# Eldar Phoenix Lord Baharroth, The Cry of the Wind



## madfly-art (Jul 3, 2011)

Games Workshop Miniature, Pro-level, NMM. Vote on *CMON*.

Painted by: Yaroslav Bozhdynsky










































Comments are welcome


----------



## Djinn24 (Jan 12, 2008)

I always envision him lighter in color but the painting is top notch like normal.


----------



## Midge913 (Oct 21, 2010)

Like djinn said, your painting is techinically superb. I just don't personally like the color choices. I think that the grey is just to overwhelming and makes the model too homogeneous. It just looks too grey.


----------



## Dave T Hobbit (Dec 3, 2009)

I am very fond of the turquoise notes.

The gun seems to blend into the white feathers; It might look better if it were slightly browner to differentiate wraith-bone from feather.


----------



## Iraqiel (May 21, 2008)

I can't help but feel that that particular model lends itself to a far more cartoony style of painting, and so I agree with the above sentiments.
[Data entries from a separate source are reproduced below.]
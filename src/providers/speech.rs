//! Speech-to-text and text-to-speech provider traits and types

use async_trait::async_trait;
use serde::{Deserialize, Serialize};

use crate::error::Result;
use crate::types::AudioData;

/// Request for transcription
#[derive(Debug, Clone)]
pub struct TranscriptionRequest {
    /// Raw audio data (16-bit PCM)
    pub audio: AudioData,
    /// Sample rate of the audio
    pub sample_rate: u32,
    /// Optional language hint (ISO 639-1 code, e.g., "en")
    pub language: Option<String>,
    /// Optional prompt to bias recognition, e.g. exercise names
    pub prompt: Option<String>,
}

impl TranscriptionRequest {
    pub fn new(audio: AudioData, sample_rate: u32) -> Self {
        Self {
            audio,
            sample_rate,
            language: None,
            prompt: None,
        }
    }

    pub fn with_language(mut self, language: impl Into<String>) -> Self {
        self.language = Some(language.into());
        self
    }

    pub fn with_prompt(mut self, prompt: impl Into<String>) -> Self {
        self.prompt = Some(prompt.into());
        self
    }
}

/// Result of a transcription
#[derive(Debug, Clone, Serialize, Deserialize)]
pub struct Transcript {
    pub text: String,
    /// Confidence score (0.0 - 1.0) if the provider reports one
    pub confidence: Option<f32>,
    pub language: Option<String>,
    /// Duration of audio in milliseconds
    pub duration_ms: u64,
}

/// Request for speech synthesis
#[derive(Debug, Clone)]
pub struct SynthesisRequest {
    pub text: String,
    /// Provider-specific voice name
    pub voice: Option<String>,
}

impl SynthesisRequest {
    pub fn new(text: impl Into<String>) -> Self {
        Self {
            text: text.into(),
            voice: None,
        }
    }

    pub fn with_voice(mut self, voice: impl Into<String>) -> Self {
        self.voice = Some(voice.into());
        self
    }
}

/// Synthesized audio (16-bit mono PCM)
#[derive(Debug, Clone)]
pub struct SynthesizedSpeech {
    pub audio: AudioData,
    pub sample_rate: u32,
}

/// A provider that turns audio into text
#[async_trait]
pub trait SpeechToText: Send + Sync {
    /// Get the provider name
    fn name(&self) -> &'static str;

    async fn transcribe(&self, request: TranscriptionRequest) -> Result<Transcript>;

    /// Check if the provider is configured and ready
    fn is_configured(&self) -> bool;
}

/// A provider that turns text into audio
#[async_trait]
pub trait TextToSpeech: Send + Sync {
    fn name(&self) -> &'static str;

    async fn synthesize(&self, request: SynthesisRequest) -> Result<SynthesizedSpeech>;

    fn is_configured(&self) -> bool;
}
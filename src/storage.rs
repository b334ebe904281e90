//! SQLite storage for local state that must survive a restart
//!
//! Holds the durable mirror of the sync queue, the dead-letter list, the server ids
//! of registered sessions, and settings.

use std::collections::HashMap;
use std::path::{Path, PathBuf};

use chrono::{DateTime, Utc};
use parking_lot::Mutex;
use rusqlite::{Connection, OptionalExtension, params};
use tracing::{debug, info};
use uuid::Uuid;

use crate::error::{Error, Result};
use crate::sync::{DeadLetter, SyncQueueItem};
use crate::types::{RemoteSessionId, SessionId};

/// Storage backend using SQLite
pub struct Storage {
    conn: Mutex<Connection>,
}

/// Serialized `VoiceConfig`
pub const SETTING_VOICE_CONFIG: &str = "voice_config";
pub const SETTING_OPENAI_API_KEY: &str = "openai_api_key";
pub const SETTING_BACKEND_URL: &str = "backend_url";
pub const SETTING_BACKEND_API_KEY: &str = "backend_api_key";

impl Storage {
    /// Open or create a database at the given path
    pub fn open<P: AsRef<Path>>(path: P) -> Result<Self> {
        let conn = Connection::open(path)?;
        let storage = Self {
            conn: Mutex::new(conn),
        };
        storage.init_schema()?;
        Ok(storage)
    }

    /// Open the database in the platform data directory
    pub fn open_default() -> Result<Self> {
        let path = Self::default_path()?;
        if let Some(parent) = path.parent() {
            std::fs::create_dir_all(parent)?;
        }
        info!("Opening storage at {}", path.display());
        Self::open(path)
    }

    /// Default database location, e.g. `~/.local/share/liftvoice/liftvoice.db`
    pub fn default_path() -> Result<PathBuf> {
        dirs::data_dir()
            .map(|dir| dir.join("liftvoice").join("liftvoice.db"))
            .ok_or_else(|| Error::Config("no data directory on this platform".to_string()))
    }

    /// Create an in-memory database (useful for testing)
    pub fn in_memory() -> Result<Self> {
        let conn = Connection::open_in_memory()?;
        let storage = Self {
            conn: Mutex::new(conn),
        };
        storage.init_schema()?;
        Ok(storage)
    }

    /// Initialize database schema
    fn init_schema(&self) -> Result<()> {
        let conn = self.conn.lock();

        conn.execute_batch(
            r#"
            CREATE TABLE IF NOT EXISTS sync_queue (
                seq INTEGER PRIMARY KEY AUTOINCREMENT,
                id TEXT NOT NULL UNIQUE,
                session_id TEXT NOT NULL,
                op TEXT NOT NULL,
                retry_count INTEGER NOT NULL DEFAULT 0,
                enqueued_at TEXT NOT NULL
            );

            CREATE TABLE IF NOT EXISTS dead_letters (
                id TEXT PRIMARY KEY,
                session_id TEXT NOT NULL,
                op TEXT NOT NULL,
                retry_count INTEGER NOT NULL,
                error TEXT NOT NULL,
                failed_at TEXT NOT NULL
            );

            CREATE TABLE IF NOT EXISTS remote_sessions (
                session_id TEXT PRIMARY KEY,
                remote_id TEXT NOT NULL
            );

            CREATE TABLE IF NOT EXISTS settings (
                key TEXT PRIMARY KEY,
                value TEXT NOT NULL,
                updated_at TEXT NOT NULL
            );

            CREATE INDEX IF NOT EXISTS idx_sync_queue_session ON sync_queue(session_id);
            "#,
        )?;

        info!("Database schema initialized");
        Ok(())
    }

    // ========== Sync queue ==========

    /// Append an item to the back of the durable queue
    ///
    /// An item already present is moved to the back with its new retry count.
    pub fn save_sync_item(&self, item: &SyncQueueItem) -> Result<()> {
        let op = serde_json::to_string(&item.op)?;
        let conn = self.conn.lock();
        conn.execute(
            r#"
            INSERT OR REPLACE INTO sync_queue (id, session_id, op, retry_count, enqueued_at)
            VALUES (?1, ?2, ?3, ?4, ?5)
            "#,
            params![
                item.id.to_string(),
                item.session_id.to_string(),
                op,
                item.retry_count,
                item.enqueued_at.to_rfc3339(),
            ],
        )?;
        debug!("Persisted sync item {}", item.id);
        Ok(())
    }

    /// Record a failed attempt without moving the item
    pub fn update_retry_count(&self, id: Uuid, retry_count: u32) -> Result<bool> {
        let conn = self.conn.lock();
        let rows = conn.execute(
            "UPDATE sync_queue SET retry_count = ?2 WHERE id = ?1",
            params![id.to_string(), retry_count],
        )?;
        Ok(rows > 0)
    }

    /// Remove an item from the durable queue
    pub fn remove_sync_item(&self, id: Uuid) -> Result<bool> {
        let conn = self.conn.lock();
        let rows = conn.execute(
            "DELETE FROM sync_queue WHERE id = ?1",
            params![id.to_string()],
        )?;
        Ok(rows > 0)
    }

    /// Load the queue in enqueue order
    pub fn load_sync_queue(&self) -> Result<Vec<SyncQueueItem>> {
        let conn = self.conn.lock();
        let mut stmt = conn.prepare(
            "SELECT id, session_id, op, retry_count, enqueued_at FROM sync_queue ORDER BY seq",
        )?;

        let rows = stmt.query_map([], |row| {
            Ok((
                row.get::<_, String>(0)?,
                row.get::<_, String>(1)?,
                row.get::<_, String>(2)?,
                row.get::<_, u32>(3)?,
                row.get::<_, String>(4)?,
            ))
        })?;

        let mut items = Vec::new();
        for row in rows {
            let (id, session_id, op, retry_count, enqueued_at) = row?;
            items.push(SyncQueueItem {
                id: parse_uuid(&id)?,
                session_id: parse_uuid(&session_id)?,
                op: serde_json::from_str(&op)?,
                retry_count,
                enqueued_at: parse_timestamp(&enqueued_at)?,
            });
        }
        Ok(items)
    }

    /// Number of items in the durable queue
    pub fn sync_queue_len(&self) -> Result<usize> {
        let conn = self.conn.lock();
        let count: i64 = conn.query_row("SELECT COUNT(*) FROM sync_queue", [], |row| row.get(0))?;
        Ok(count as usize)
    }

    /// Record an item that can never be synced
    pub fn save_dead_letter(&self, letter: &DeadLetter) -> Result<()> {
        let op = serde_json::to_string(&letter.item.op)?;
        let conn = self.conn.lock();
        conn.execute(
            r#"
            INSERT OR REPLACE INTO dead_letters (id, session_id, op, retry_count, error, failed_at)
            VALUES (?1, ?2, ?3, ?4, ?5, ?6)
            "#,
            params![
                letter.item.id.to_string(),
                letter.item.session_id.to_string(),
                op,
                letter.item.retry_count,
                letter.error,
                letter.failed_at.to_rfc3339(),
            ],
        )?;
        Ok(())
    }

    /// All dead letters, oldest first
    pub fn get_dead_letters(&self) -> Result<Vec<DeadLetter>> {
        let conn = self.conn.lock();
        let mut stmt = conn.prepare(
            "SELECT id, session_id, op, retry_count, error, failed_at FROM dead_letters ORDER BY failed_at",
        )?;

        let rows = stmt.query_map([], |row| {
            Ok((
                row.get::<_, String>(0)?,
                row.get::<_, String>(1)?,
                row.get::<_, String>(2)?,
                row.get::<_, u32>(3)?,
                row.get::<_, String>(4)?,
                row.get::<_, String>(5)?,
            ))
        })?;

        let mut letters = Vec::new();
        for row in rows {
            let (id, session_id, op, retry_count, error, failed_at) = row?;
            let failed_at = parse_timestamp(&failed_at)?;
            letters.push(DeadLetter {
                item: SyncQueueItem {
                    id: parse_uuid(&id)?,
                    session_id: parse_uuid(&session_id)?,
                    op: serde_json::from_str(&op)?,
                    retry_count,
                    enqueued_at: failed_at,
                },
                error,
                failed_at,
            });
        }
        Ok(letters)
    }

    // ========== Remote sessions ==========

    pub fn save_remote_session(&self, session_id: SessionId, remote_id: &str) -> Result<()> {
        let conn = self.conn.lock();
        conn.execute(
            "INSERT OR REPLACE INTO remote_sessions (session_id, remote_id) VALUES (?1, ?2)",
            params![session_id.to_string(), remote_id],
        )?;
        Ok(())
    }

    /// Server ids of every session registered so far
    pub fn load_remote_sessions(&self) -> Result<HashMap<SessionId, RemoteSessionId>> {
        let conn = self.conn.lock();
        let mut stmt = conn.prepare("SELECT session_id, remote_id FROM remote_sessions")?;
        let rows = stmt.query_map([], |row| {
            Ok((row.get::<_, String>(0)?, row.get::<_, String>(1)?))
        })?;

        let mut sessions = HashMap::new();
        for row in rows {
            let (session_id, remote_id) = row?;
            sessions.insert(parse_uuid(&session_id)?, remote_id);
        }
        Ok(sessions)
    }

    /// Forget sessions that no longer have anything queued
    pub fn prune_remote_sessions(&self, keep: &[SessionId]) -> Result<usize> {
        let conn = self.conn.lock();
        let keep: Vec<String> = keep.iter().map(Uuid::to_string).collect();
        let mut removed = 0;
        let mut stmt = conn.prepare("SELECT session_id FROM remote_sessions")?;
        let ids: Vec<String> = stmt
            .query_map([], |row| row.get::<_, String>(0))?
            .collect::<std::result::Result<_, _>>()?;
        for id in ids.iter().filter(|id| !keep.contains(*id)) {
            removed += conn.execute(
                "DELETE FROM remote_sessions WHERE session_id = ?1",
                params![id],
            )?;
        }
        Ok(removed)
    }

    // ========== Settings ==========

    /// Save or update a setting value
    pub fn set_setting(&self, key: &str, value: &str) -> Result<()> {
        let conn = self.conn.lock();
        conn.execute(
            r#"
            INSERT INTO settings (key, value, updated_at)
            VALUES (?1, ?2, ?3)
            ON CONFLICT(key) DO UPDATE SET
                value = excluded.value,
                updated_at = excluded.updated_at
            "#,
            params![key, value, Utc::now().to_rfc3339()],
        )?;
        Ok(())
    }

    /// Get a setting value
    pub fn get_setting(&self, key: &str) -> Result<Option<String>> {
        let conn = self.conn.lock();
        let value = conn
            .query_row(
                "SELECT value FROM settings WHERE key = ?1",
                params![key],
                |row| row.get(0),
            )
            .optional()?;
        Ok(value)
    }

    /// Delete a setting
    pub fn delete_setting(&self, key: &str) -> Result<()> {
        let conn = self.conn.lock();
        conn.execute("DELETE FROM settings WHERE key = ?1", params![key])?;
        Ok(())
    }
}

fn parse_uuid(value: &str) -> Result<Uuid> {
    Uuid::parse_str(value).map_err(|e| Error::Config(format!("corrupt id '{value}': {e}")))
}

fn parse_timestamp(value: &str) -> Result<DateTime<Utc>> {
    DateTime::parse_from_rfc3339(value)
        .map(|t| t.with_timezone(&Utc))
        .map_err(|e| Error::Config(format!("corrupt timestamp '{value}': {e}")))
}

#[cfg(test)]
mod tests {
    use super::*;
    use crate::sync::SyncOp;
    use crate::types::{SessionMetadata, SessionType};

    fn item(op: SyncOp) -> SyncQueueItem {
        SyncQueueItem::new(Uuid::new_v4(), op)
    }

    fn register() -> SyncOp {
        SyncOp::RegisterSession {
            session_type: SessionType::Free,
            metadata: SessionMetadata::for_user("u1"),
        }
    }

    #[test]
    fn test_queue_preserves_order() {
        let storage = Storage::in_memory().unwrap();
        let a = item(register());
        let b = item(SyncOp::RevertLastSet {
            workout_id: "w1".to_string(),
        });
        storage.save_sync_item(&a).unwrap();
        storage.save_sync_item(&b).unwrap();

        let loaded = storage.load_sync_queue().unwrap();
        assert_eq!(loaded.len(), 2);
        assert_eq!(loaded[0].id, a.id);
        assert_eq!(loaded[1].id, b.id);
        assert_eq!(loaded[1].op, b.op);
    }

    #[test]
    fn test_requeue_moves_to_back() {
        let storage = Storage::in_memory().unwrap();
        let mut a = item(register());
        let b = item(register());
        storage.save_sync_item(&a).unwrap();
        storage.save_sync_item(&b).unwrap();

        a.retry_count = 1;
        storage.save_sync_item(&a).unwrap();

        let loaded = storage.load_sync_queue().unwrap();
        assert_eq!(loaded[0].id, b.id);
        assert_eq!(loaded[1].id, a.id);
        assert_eq!(loaded[1].retry_count, 1);
        assert_eq!(storage.sync_queue_len().unwrap(), 2);
    }

    #[test]
    fn test_update_retry_count_keeps_position() {
        let storage = Storage::in_memory().unwrap();
        let a = item(register());
        let b = item(register());
        storage.save_sync_item(&a).unwrap();
        storage.save_sync_item(&b).unwrap();

        assert!(storage.update_retry_count(a.id, 2).unwrap());
        assert!(!storage.update_retry_count(Uuid::new_v4(), 1).unwrap());

        let loaded = storage.load_sync_queue().unwrap();
        assert_eq!(loaded[0].id, a.id);
        assert_eq!(loaded[0].retry_count, 2);
        assert_eq!(loaded[1].id, b.id);
    }

    #[test]
    fn test_remove_sync_item() {
        let storage = Storage::in_memory().unwrap();
        let a = item(register());
        storage.save_sync_item(&a).unwrap();
        assert!(storage.remove_sync_item(a.id).unwrap());
        assert!(!storage.remove_sync_item(a.id).unwrap());
        assert_eq!(storage.sync_queue_len().unwrap(), 0);
    }

    #[test]
    fn test_settings() {
        let storage = Storage::in_memory().unwrap();
        assert_eq!(storage.get_setting("missing").unwrap(), None);
        storage.set_setting(SETTING_BACKEND_URL, "https://a").unwrap();
        storage.set_setting(SETTING_BACKEND_URL, "https://b").unwrap();
        assert_eq!(
            storage.get_setting(SETTING_BACKEND_URL).unwrap().as_deref(),
            Some("https://b")
        );
        storage.delete_setting(SETTING_BACKEND_URL).unwrap();
        assert_eq!(storage.get_setting(SETTING_BACKEND_URL).unwrap(), None);
    }

    #[test]
    fn test_remote_sessions() {
        let storage = Storage::in_memory().unwrap();
        let kept = Uuid::new_v4();
        let dropped = Uuid::new_v4();
        storage.save_remote_session(kept, "r1").unwrap();
        storage.save_remote_session(dropped, "r2").unwrap();

        assert_eq!(storage.prune_remote_sessions(&[kept]).unwrap(), 1);
        let sessions = storage.load_remote_sessions().unwrap();
        assert_eq!(sessions.len(), 1);
        assert_eq!(sessions.get(&kept).map(String::as_str), Some("r1"));
    }

    #[test]
    fn test_dead_letters() {
        let storage = Storage::in_memory().unwrap();
        let letter = DeadLetter {
            item: item(register()),
            error: "rejected".to_string(),
            failed_at: Utc::now(),
        };
        storage.save_dead_letter(&letter).unwrap();
        let letters = storage.get_dead_letters().unwrap();
        assert_eq!(letters.len(), 1);
        assert_eq!(letters[0].error, "rejected");
        assert_eq!(letters[0].item.id, letter.item.id);
    }
}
I can't fault the painting itself, mind, but...

I feel like this model should be bright, flat, and almost like a comic book strip had jumped into three dimensions, based almost entirely on the proportions of the modelling style.


----------



## stephen.w.langdon (Jan 1, 2012)

Excellent work as always is far better than anything I could do 

Have you based the idea for the colours on the one in the Eldar Codex? personally it is not something that I would do myself, I just think the model itself does not lend itself well to drab and dreary colours and needs something brighter in there,


----------